The block matrix diagram above is designed to help visualize how we got these \(v_{\ell j}^2\) terms. As you can tell, the variance of the estimators depends on the inverses of the eigenvalues of \(\mathbf{R}\).

This formula is useful in interpreting collinearity. If we have perfect collinearity, some of the eigenvalues of \((\mathbf{X}^\mathsf{T} \mathbf{X})^{-1}\) would be equal to 0. In the case of near-perfect collinearity, some eigenvalues will be very close to 0. That is, \(\frac{1}{\lambda_\ell}\) will be very large. Stated differently: if we have multicollinearity, our OLS coefficients will have large variance.

In summary:

- the standard errors of \(\hat{\beta}_j\) are inflated.
- the fit is unstable, and becomes very sensitive to small perturbations.
- small changes in \(Y\) can lead to large changes in the coefficients.

What would you do to overcome multicollinearity?

- Reduce number of predictors
- If \(p > n\), then try to get more observations (increase \(n\))
- Find an orthogonal basis for the predictors
- Impose constraints on the estimated coefficients
- A mix of some or all of the above?
**Other ideas?**

## 14.4 Connection to Regularization

So how all of the previous discussion connects with regularization?
Generally speaking, we know that *regularization* has to do with
“making things regular.” So, if you think about it, regularization implies
that something is irregular.

In the context of regression, what is it that is irregular? What are the things that we are interested in “making regular”?

Within linear regression, regularization means reducing the
variability—and therefore the size—of the vector of predicted coefficients.
What we have seen is that if there is multicollinearity, some of the elements
of \(\mathbf{b}_{ols}\) will have high variance. In other words, the norm
\(\| \mathbf{b}_{ols} \|\) will be very large. When this is the case,
we say that the coefficients are **irregular**. Consequently, regularization
involves finding ways to mitigate the effects of these irregular coefficients.

#### Regularization Metaphor

Here’s a metaphor that we like to use when talking about regularization and the issue with “irregular” coefficients. As you know, in OLS regression, we want to find parameters that give us a linear combination of our response variables.

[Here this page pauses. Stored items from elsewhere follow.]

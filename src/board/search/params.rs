use crate::board::types::Color;

#[derive(Clone, Debug, PartialEq, Eq)]
pub struct SearchConfig {
    /// Plies below the root; 0 is treated as 1.
    pub max_depth: u32,
    /// Side the root moves for.
    pub engine_color: Color,
}

impl SearchConfig {
    #[must_use]
    pub fn with_depth(max_depth: u32) -> Self {
        SearchConfig {
            max_depth,
            ..Self::default()
        }
    }

    pub(crate) fn effective_depth(&self) -> u32 {
        self.max_depth.max(1)
    }
}

impl Default for SearchConfig {
    fn default() -> Self {
        SearchConfig {
            max_depth: 3,
            engine_color: Color::Black,
        }
    }
}
//! Off-thread search runner.

use std::fmt;
use std::io;
use std::sync::mpsc::{self, Receiver};
use std::thread::{self, JoinHandle};

use crate::board::{BoardError, SearchResult};

use super::protocol::{run_search, SearchEvent, SearchRequest};

/// Search thread stack size (8 MB)
const SEARCH_STACK_SIZE: usize = 8 * 1024 * 1024;

/// Error type for running a search on a worker thread
#[derive(Debug)]
pub enum WorkerError {
    /// The request's position was rejected
    InvalidPosition(BoardError),
    /// The search thread could not be started
    Spawn(io::Error),
    /// The search thread panicked
    Panicked,
}

impl fmt::Display for WorkerError {
    fn fmt(&self, f: &mut fmt::Formatter<'_>) -> fmt::Result {
        match self {
            WorkerError::InvalidPosition(err) => write!(f, "Invalid position: {err}"),
            WorkerError::Spawn(err) => write!(f, "Failed to spawn search thread: {err}"),
            WorkerError::Panicked => write!(f, "Search thread panicked"),
        }
    }
}

impl std::error::Error for WorkerError {
    fn source(&self) -> Option<&(dyn std::error::Error + 'static)> {
        match self {
            WorkerError::InvalidPosition(err) => Some(err),
            WorkerError::Spawn(err) => Some(err),
            WorkerError::Panicked => None,
        }
    }
}

impl From<BoardError> for WorkerError {
    fn from(err: BoardError) -> Self {
        WorkerError::InvalidPosition(err)
    }
}

impl From<io::Error> for WorkerError {
    fn from(err: io::Error) -> Self {
        WorkerError::Spawn(err)
    }
}

/// A search running on its own thread, streaming [`SearchEvent`]s back.
pub struct SearchWorker {
    events: Receiver<SearchEvent>,
    handle: JoinHandle<Result<SearchResult, BoardError>>,
}

impl SearchWorker {
    /// Validate the request's position and start searching it.
    pub fn spawn(request: SearchRequest) -> Result<Self, WorkerError> {
        request.board()?;

        let (sender, events) = mpsc::channel();
        let handle = thread::Builder::new()
            .name("search".to_string())
            .stack_size(SEARCH_STACK_SIZE)
            .spawn(move || {
                let mut receiver_gone = false;
                run_search(&request, &mut |event| {
                    if sender.send(event).is_err() && !receiver_gone {
                        receiver_gone = true;
                        log::warn!("search events dropped: receiver disconnected");
                    }
                })
            })?;
        log::debug!("search worker started");

        Ok(SearchWorker { events, handle })
    }

    /// Next event, blocking. `None` once the terminal event has been taken.
    pub fn recv(&self) -> Option<SearchEvent> {
        self.events.recv().ok()
    }

    /// Next event if one is ready.
    pub fn try_recv(&self) -> Option<SearchEvent> {
        self.events.try_recv().ok()
    }

    /// Iterate events until the worker finishes.
    pub fn events(&self) -> impl Iterator<Item = SearchEvent> + '_ {
        self.events.iter()
    }

    /// Block until the search finishes. Unread events are discarded.
    pub fn wait_for_result(self) -> Result<SearchResult, WorkerError> {
        match self.handle.join() {
            Ok(result) => Ok(result?),
            Err(_) => {
                log::warn!("search thread panicked");
                Err(WorkerError::Panicked)
            }
        }
    }
}
//! Chess board representation and game logic.
//!
//! Uses an 8×8 mailbox with explicit piece colors. Supports castling for both
//! colors, pawn double steps and promotion to a queen. En passant is not modelled.
//!
//! # Example
//! ```
//! use minimax_chess::board::{Board, Color};
//!
//! let mut board = Board::starting();
//! let moves = board.legal_moves_for(Color::White);
//! assert_eq!(moves.len(), 20);
//! ```

mod attacks;
mod builder;
mod error;
mod make_unmake;
mod movegen;
mod search;
mod snapshot;
mod state;
mod types;

#[cfg(test)]
mod tests;

// Public API - types users need
pub use builder::BoardBuilder;
pub use error::{BoardError, MoveError};
pub use make_unmake::AppliedMove;
pub use snapshot::BoardSnapshot;
pub use state::Board;
pub use types::{
    CastlingRights, Color, ColoredPiece, Coordinate, Move, Piece, PieceCode, SquareState,
};

// Public API - search functions and configuration
pub use search::{
    evaluate_move, find_best_move, search_tree, SearchConfig, SearchNode, SearchResult,
};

Think of finding the parameters \(b_1, \dots, b_p\) as if you go “shopping” for parameters. We assume (initially) that we have a blank check, and can pick whatever parameters we can buy. No need to worry about about how much they cost. If we are not careful (if there’s high multicollinearity) we could end up spending quite a lot of money.

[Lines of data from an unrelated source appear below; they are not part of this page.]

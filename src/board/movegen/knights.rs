use super::super::attacks::KNIGHT_OFFSETS;
use super::super::types::{ColoredPiece, Coordinate, Move};
use super::super::Board;

impl Board {
    pub(crate) fn generate_knight_moves(
        &self,
        from: Coordinate,
        knight: ColoredPiece,
        moves: &mut Vec<Move>,
    ) {
        for offset in KNIGHT_OFFSETS {
            let to = from + offset;
            if self.can_land_on(to, knight) {
                moves.push(self.create_move(from, to, knight));
            }
        }
    }
}
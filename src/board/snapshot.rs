//! Plain position payload exchanged with the host.

#[cfg(feature = "serde")]
use serde::{Deserialize, Serialize};

use super::error::BoardError;
use super::types::{CastlingRights, Color, ColoredPiece, Piece, PieceCode};

/// Squares and castling rights of a position.
///
/// `squares` is indexed `[row][column]`, row 0 being rank 1. This is the layout the
/// host sends; [`Board`](super::Board) converts it on construction.
#[derive(Clone, Debug, PartialEq, Eq)]
#[cfg_attr(feature = "serde", derive(Serialize, Deserialize))]
pub struct BoardSnapshot {
    pub squares: [[Option<ColoredPiece>; 8]; 8],
    #[cfg_attr(feature = "serde", serde(default))]
    pub castling: CastlingRights,
}

impl BoardSnapshot {
    /// A snapshot with no pieces and every castling right set.
    #[must_use]
    pub fn empty() -> Self {
        BoardSnapshot {
            squares: [[None; 8]; 8],
            castling: CastlingRights::all(),
        }
    }

    /// The standard initial position.
    #[must_use]
    pub fn starting() -> Self {
        const BACK_RANK: [Piece; 8] = [
            Piece::Rook,
            Piece::Knight,
            Piece::Bishop,
            Piece::Queen,
            Piece::King,
            Piece::Bishop,
            Piece::Knight,
            Piece::Rook,
        ];

        let mut snapshot = Self::empty();
        for color in Color::BOTH {
            let back = color.back_rank() as usize;
            let pawns = color.pawn_start_rank() as usize;
            for (column, &piece) in BACK_RANK.iter().enumerate() {
                snapshot.squares[back][column] = Some(ColoredPiece::new(color, piece));
                snapshot.squares[pawns][column] = Some(ColoredPiece::new(color, Piece::Pawn));
            }
        }
        snapshot
    }

    /// Build from the host's numeric square codes, indexed `[row][column]`.
    ///
    /// Code 0 (off-board) is rejected as square content.
    pub fn from_codes(codes: &[[u8; 8]; 8], castling: CastlingRights) -> Result<Self, BoardError> {
        let mut squares = [[None; 8]; 8];
        for (row, row_codes) in codes.iter().enumerate() {
            for (column, &code) in row_codes.iter().enumerate() {
                squares[row][column] = match PieceCode::try_from(code)? {
                    PieceCode::Invalid => return Err(BoardError::InvalidPieceCode { code }),
                    PieceCode::Empty => None,
                    PieceCode::Occupied(cp) => Some(cp),
                };
            }
        }
        Ok(BoardSnapshot { squares, castling })
    }

    /// Numeric square codes, indexed `[row][column]`.
    #[must_use]
    pub fn to_codes(&self) -> [[u8; 8]; 8] {
        let mut codes = [[0; 8]; 8];
        for (row, row_squares) in self.squares.iter().enumerate() {
            for (column, &content) in row_squares.iter().enumerate() {
                codes[row][column] = PieceCode::from(content).code();
            }
        }
        codes
    }
}

impl Default for BoardSnapshot {
    fn default() -> Self {
        Self::starting()
    }
}

#[cfg(test)]
mod tests {
    use super::*;

    #[test]
    fn test_starting_layout() {
        let snapshot = BoardSnapshot::starting();
        assert_eq!(
            snapshot.squares[0][4],
            Some(ColoredPiece::new(Color::White, Piece::King))
        );
        assert_eq!(
            snapshot.squares[7][3],
            Some(ColoredPiece::new(Color::Black, Piece::Queen))
        );
        assert_eq!(
            snapshot.squares[6][0],
            Some(ColoredPiece::new(Color::Black, Piece::Pawn))
        );
        assert!(snapshot.squares[3].iter().all(Option::is_none));
    }

    #[test]
    fn test_codes_survive_conversion() {
        let snapshot = BoardSnapshot::starting();
        let codes = snapshot.to_codes();
        assert_eq!(codes[0][0], 3); // white rook
        assert_eq!(codes[7][4], 13); // black king
        assert_eq!(codes[4][4], 1);
        let back = BoardSnapshot::from_codes(&codes, CastlingRights::all()).unwrap();
        assert_eq!(back, snapshot);
    }

    #[test]
    fn test_invalid_code_rejected_as_content() {
        let mut codes = [[1u8; 8]; 8];
        codes[2][5] = 0;
        assert_eq!(
            BoardSnapshot::from_codes(&codes, CastlingRights::all()),
            Err(BoardError::InvalidPieceCode { code: 0 })
        );

        codes[2][5] = 99;
        assert_eq!(
            BoardSnapshot::from_codes(&codes, CastlingRights::all()),
            Err(BoardError::InvalidPieceCode { code: 99 })
        );
    }
}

To have some sort of budgeting control, we use regularization. This is like imposing some sort of restriction on what coefficients we can buy. We could use penalized methods or we could also use dimension reduction methods.

In penalized methods, we explicitly impose a budget on how much money we can spend when buying parameters.

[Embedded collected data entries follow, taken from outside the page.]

//! Game session: a board, the side to move and the moves played so far.

use rand::Rng;

use crate::board::{
    find_best_move, Board, Color, Coordinate, Move, MoveError, SearchConfig, SquareState,
};

/// Outcome of the position for the side to move
#[derive(Clone, Copy, Debug, PartialEq, Eq)]
pub enum GameStatus {
    Ongoing,
    Checkmate { winner: Color },
    Stalemate,
}

#[derive(Clone, Debug)]
pub struct Game {
    board: Board,
    side_to_move: Color,
    history: Vec<Move>,
}

impl Default for Game {
    fn default() -> Self {
        Self::new()
    }
}

impl Game {
    /// Standard initial position, White to move.
    #[must_use]
    pub fn new() -> Self {
        Self::from_board(Board::starting(), Color::White)
    }

    #[must_use]
    pub fn from_board(board: Board, side_to_move: Color) -> Self {
        Game {
            board,
            side_to_move,
            history: Vec::new(),
        }
    }

    #[must_use]
    pub fn board(&self) -> &Board {
        &self.board
    }

    #[must_use]
    pub fn side_to_move(&self) -> Color {
        self.side_to_move
    }

    #[must_use]
    pub fn history(&self) -> &[Move] {
        &self.history
    }

    /// Legal moves for the side to move.
    pub fn legal_moves(&mut self) -> Vec<Move> {
        self.board.legal_moves_for(self.side_to_move)
    }

    /// Play the legal move from `from` to `to` for the side to move.
    pub fn play(&mut self, from: Coordinate, to: Coordinate) -> Result<Move, MoveError> {
        match self.board.color_at(from) {
            SquareState::OffBoard | SquareState::Empty => {
                return Err(MoveError::NoPiece { square: from });
            }
            SquareState::Occupied(owner) if owner != self.side_to_move => {
                return Err(MoveError::WrongSide {
                    square: from,
                    expected: self.side_to_move,
                });
            }
            SquareState::Occupied(_) => {}
        }

        let mv = self
            .board
            .legal_moves_from(from)
            .into_iter()
            .find(|mv| mv.to() == to)
            .ok_or(MoveError::IllegalMove { from, to })?;
        self.commit(mv);
        Ok(mv)
    }

    /// Search for the side to move and play the chosen move.
    ///
    /// `config.engine_color` is ignored; the engine always moves for the side to move.
    /// Returns `None` when that side has no legal move.
    pub fn engine_move<R: Rng + ?Sized>(
        &mut self,
        config: &SearchConfig,
        rng: &mut R,
    ) -> Option<Move> {
        let config = SearchConfig {
            engine_color: self.side_to_move,
            ..config.clone()
        };
        let result = find_best_move(&self.board, &config, rng, |_| {});
        let mv = result.best_move?;
        log::debug!(
            "{} plays {mv} (score {}, {} nodes)",
            self.side_to_move,
            result.score,
            result.nodes
        );
        self.commit(mv);
        Some(mv)
    }

    pub fn status(&mut self) -> GameStatus {
        let color = self.side_to_move;
        if !self.legal_moves().is_empty() {
            GameStatus::Ongoing
        } else if self.board.is_in_check(color) {
            GameStatus::Checkmate {
                winner: color.opponent(),
            }
        } else {
            GameStatus::Stalemate
        }
    }

    fn commit(&mut self, mv: Move) {
        self.board.apply_move(mv);
        self.board.revoke_castling_rights(&mv);
        self.history.push(mv);
        self.side_to_move = self.side_to_move.opponent();
    }
}
//! Host-facing layer around the search.
//!
//! This module provides the request/response protocol a host uses to ask for a move,
//! a worker that answers requests on its own thread, and a game session that keeps
//! the side to move and castling rights up to date between moves.

mod game;
mod protocol;
mod worker;

pub use game::{Game, GameStatus};
pub use protocol::{run_search, SearchEvent, SearchRequest};
pub use worker::{SearchWorker, WorkerError};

In dimension reduction, there are no explicit penalties, but we still impose a “cost” on the regressors that are highly collinear. We reduce the number of parameters that we can buy.

The approaches that we will study—in the next chapters—for achieving regularization are:

**Dimension Reduction**: Principal Components Regression (PCR), Partial Least Squares regression (PLSR)**Penalized Methods**: Ridge Regression, Lasso regression.